C’est pourquoi je dis souvent à mes athlètes d’endurance : votre déficit doit être créé sur la « dépense non liée à l’entraînement », ne coupez pas le carburant nécessaire à l’entraînement. Les jours d’entraînement, il faut manger plus ; ce n’est pas une entorse au régime, c’est protéger votre corps. Si vous ressentez une fatigue persistante, un rythme cardiaque anormal, un sommeil dégradé, des cycles menstruels irréguliers, des rhumes ou blessures à répétition — ce sont des signaux que votre corps vous envoie : « pas assez d’énergie ». Il faut ralentir, manger plus, et consulter un médecin si nécessaire.

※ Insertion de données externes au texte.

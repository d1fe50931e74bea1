//! Pigeon Pulse: taps a site's MQTT-over-WebSocket bid stream, enriches it
//! against deal history, and republishes a ranked snapshot over SSE.

use std::path::PathBuf;
use std::sync::Arc;

use anyhow::{Context, Result};
use axum::Router;
use clap::Parser;
use tower_http::trace::TraceLayer;

use pigeon_pulse::bus::{DropHeadQueue, Trigger};
use pigeon_pulse::config::AppConfig;
use pigeon_pulse::crawler::{CrawlerConfig, CrawlerPool};
use pigeon_pulse::decoder::DecoderConfig;
use pigeon_pulse::ingest::ws_ingest_handler;
use pigeon_pulse::orchestrator::{self, FlowOrchestrator};
use pigeon_pulse::snapshot::SnapshotBus;
use pigeon_pulse::store::Store;

#[derive(Parser, Debug)]
#[command(name = "pigeon-pulse", about = "Live pigeon-auction bid snapshot service")]
struct Cli {
    #[arg(long, env = "SPIDER_CONFIG_PATH", default_value = "config/spider.yaml")]
    spider_config: PathBuf,

    #[arg(long, env = "DB_CONFIG_PATH", default_value = "config/db_config.yaml")]
    db_config: PathBuf,
}

fn init_tracing() {
    use tracing_subscriber::{layer::SubscriberExt, util::SubscriberInitExt, EnvFilter};

    let filter = EnvFilter::try_from_default_env().unwrap_or_else(|_| EnvFilter::new("info"));
    tracing_subscriber::registry()
        .with(filter)
        .with(tracing_subscriber::fmt::layer())
        .init();
}

async fn shutdown_signal() {
    use tokio::signal::unix::{signal, SignalKind};

    let mut sigterm = signal(SignalKind::terminate()).expect("installing SIGTERM handler");
    tokio::select! {
        _ = tokio::signal::ctrl_c() => {}
        _ = sigterm.recv() => {}
    }
    tracing::info!("shutdown signal received");
}

#[tokio::main]
async fn main() -> Result<()> {
    init_tracing();
    let cli = Cli::parse();

    let app_cfg = AppConfig::load(&cli.spider_config, &cli.db_config)
        .context("loading configuration")?;

    let store = Arc::new(Store::connect(&app_cfg.db).await.context("connecting to store")?);

    let (delay_ms, timeout_ms, max_retries) = app_cfg.spider.pooled_crawler_timing();
    tracing::info!(delay_ms, timeout_ms, max_retries, "resolved pooled crawler timing");
    let crawler_cfg_factory = {
        let spider = app_cfg.spider.clone();
        move || CrawlerConfig {
            user_agents: spider.user_agents.clone(),
            proxies: spider.proxies.clone(),
            min_delay: std::time::Duration::from_millis(delay_ms),
            max_delay: std::time::Duration::from_millis(delay_ms + 2500),
            timeout: std::time::Duration::from_millis(timeout_ms),
            max_retries,
            ..CrawlerConfig::default()
        }
    };
    let crawler_pool = CrawlerPool::new(app_cfg.flow.crawler_pool_size, crawler_cfg_factory);

    let queue = DropHeadQueue::new(app_cfg.flow.queue_cap);
    let decoder_cfg = DecoderConfig {
        min_bin_len: app_cfg.flow.min_bin_len,
        surface_binary: true,
        surface_text: false,
    };
    let trigger = Trigger::new(queue, decoder_cfg, app_cfg.flow.max_concurrency);

    let bus = Arc::new(SnapshotBus::new());
    let flow = Arc::new(FlowOrchestrator::new(
        Arc::clone(&crawler_pool),
        Arc::clone(&store),
        Arc::clone(&bus),
        &app_cfg,
    ));
    orchestrator::register(&trigger, Arc::clone(&flow))
        .await
        .context("registering orchestrator topic handler")?;

    let worker_handles = trigger.spawn_workers();
    trigger.run_startup_hooks().await;

    let (sweep_shutdown_tx, sweep_shutdown_rx) = tokio::sync::watch::channel(false);
    let sweep_handle = tokio::spawn(orchestrator::sweep::run_loop(
        Arc::clone(&crawler_pool),
        app_cfg.spider.clone(),
        (*store).clone(),
        std::time::Duration::from_secs(app_cfg.flow.sweep_interval_sec),
        sweep_shutdown_rx,
    ));

    let app = Router::new()
        .route("/ws/ingest", axum::routing::get(ws_ingest_handler))
        .with_state(Arc::clone(&trigger))
        .merge(pigeon_pulse::snapshot::router(Arc::clone(&bus)))
        .layer(axum::middleware::from_fn(
            pigeon_pulse::middleware::request_logging_simple,
        ))
        .layer(TraceLayer::new_for_http());

    let listener = tokio::net::TcpListener::bind(&app_cfg.flow.bind_addr)
        .await
        .with_context(|| format!("binding {}", app_cfg.flow.bind_addr))?;
    tracing::info!(addr = %app_cfg.flow.bind_addr, "pigeon-pulse listening");

    axum::serve(listener, app)
        .with_graceful_shutdown(shutdown_signal())
        .await
        .context("serving HTTP")?;

    tracing::info!("shutting down");
    let _ = sweep_shutdown_tx.send(true);
    trigger.shutdown().await;
    for h in worker_handles {
        let _ = h.await;
    }
    let _ = sweep_handle.await;
    crawler_pool.close().await;

    Ok(())
}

Ce tableau vous aide à faire un auto-diagnostic rapide des signes d’alerte d’un LEA :
| Aspect du signal d’alerte | Normal | Signe à surveiller |
|---|---|---|
| Fréquence cardiaque au repos au réveil | Globalement stable | Augmentation continue de plus de 5 à 10 bpm |
| Sommeil | Endormissement facile, sommeil profond | Difficultés d’endormissement, réveils fréquents, fatigue au réveil |
| Sensation à l’entraînement | La puissance / allure attendue est tenable | Même intensité devient anormalement difficile, jambes vides |
| Humeur | Globalement stable | Irritabilité, moral en baisse, perte de motivation |
| Cycle menstruel (femmes) | Régulier | Cycles irréguliers ou aménorrhée |
| Immunité | Peu de maladies | Rhumes à répétition, plaies qui cicatrisent mal, blessures fréquentes |
Dès que vous cochez deux ou trois de ces éléments ou plus, mon conseil est toujours le même : remangez d’abord, réduisez le déficit, laissez le corps se stabiliser. Aucun objectif de perte de graisse ne vaut la peine de sacrifier votre santé.

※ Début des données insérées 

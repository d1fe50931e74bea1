//! Crate-wide error types.
//!
//! Most call sites propagate `anyhow::Result`; this module exists for the few
//! boundaries where callers need to match on error *kind* (store retries,
//! decoder diagnostics) rather than just log-and-bail.

use thiserror::Error;

#[derive(Debug, Error)]
pub enum DecodeError {
    #[error("buffer shorter than minimum ({len} < {min})")]
    TooShort { len: usize, min: usize },
    #[error("truncated varint (remaining-length field never terminated)")]
    TruncatedVarint,
    #[error("varint longer than 4 bytes")]
    VarintTooLong,
    #[error("remaining length {0} exceeds buffer")]
    RemainingLengthOverflow(u32),
    #[error("truncated topic string")]
    TruncatedTopic,
    #[error("topic is not valid UTF-8")]
    InvalidTopicUtf8,
    #[error("truncated packet identifier")]
    TruncatedPacketId,
}

/// Vendor-specific MySQL error codes the Store Adapter must recognize and retry.
pub const MYSQL_DEADLOCK: u16 = 1213;
pub const MYSQL_LOCK_WAIT_TIMEOUT: u16 = 1205;

#[derive(Debug, Error)]
pub enum StoreError {
    #[error("transient error (code {code}), retries exhausted")]
    RetriesExhausted { code: u16 },
    #[error(transparent)]
    Sqlx(#[from] sqlx::Error),
}

impl StoreError {
    /// Returns the MySQL vendor error code if this is a server error we know how to classify.
    pub fn vendor_code(err: &sqlx::Error) -> Option<u16> {
        match err {
            sqlx::Error::Database(db_err) => db_err.code().and_then(|c| c.parse::<u16>().ok()),
            _ => None,
        }
    }

    pub fn is_retryable(err: &sqlx::Error) -> bool {
        matches!(
            Self::vendor_code(err),
            Some(MYSQL_DEADLOCK) | Some(MYSQL_LOCK_WAIT_TIMEOUT)
        )
    }
}
</content>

Concept 3 : Le timing — quand perdre du gras et comment périodiser
Le troisième pilier de la perte de graisse est le « timing ». Les mêmes méthodes, placées dans la bonne saison et le bon cycle d’entraînement, donnent des résultats et des coûts radicalement différents.
1. Cycle saisonnier : perdre du gras en « hors-saison / période de base », pas « avant / pendant la saison »
La perte de graisse est par nature une période de « déficit énergétique », ce qui entre quelque peu en conflit avec la « recherche de performance maximale ». C’est pourquoi je place presque toujours la perte de graisse en hors-saison ou en période de base, lorsque les exigences d’intensité d’entraînement sont plus faibles et que le corps a la marge pour supporter le déficit.
À l’inverse, en pleine saison ou en période d’affûtage pré-compétition, une perte de graisse agressive n’est pas adaptée. Pendant cette période, vous avez besoin de plein régime, de bonne récupération et de bonne forme. Forcer un déficit à ce moment-là, c’est vouloir que le cheval coure sans lui donner de foin. Si vous découvrez un surpoids juste avant une compétition, c’est généralement un problème de planification en amont ; bricoler à la dernière minute ne fera que sacrifier votre forme.
2. Timing quotidien : placer les glucides et les protéines « au bon endroit » autour des entraînements
Même en déficit calorique sur la journée, vous pouvez intelligemment répartir le « positionnement temporel » des calories pour que la qualité de l’entraînement et la récupération soient le moins affectées possible :
- « Avant » et « après » les séances à haute intensité : placez ici la majorité des glucides de la journée. Avant l’entraînement, vous avez le carburant pour tenir l’intensité ; après, vous rechargez en glucides + protéines pour la récupération et la réparation musculaire.
- Avant le coucher : une portion de protéines faciles à digérer (comme des produits laitiers ou de la whey) favorise la réparation musculaire pendant la nuit, un plus pour préserver le muscle en période de déficit.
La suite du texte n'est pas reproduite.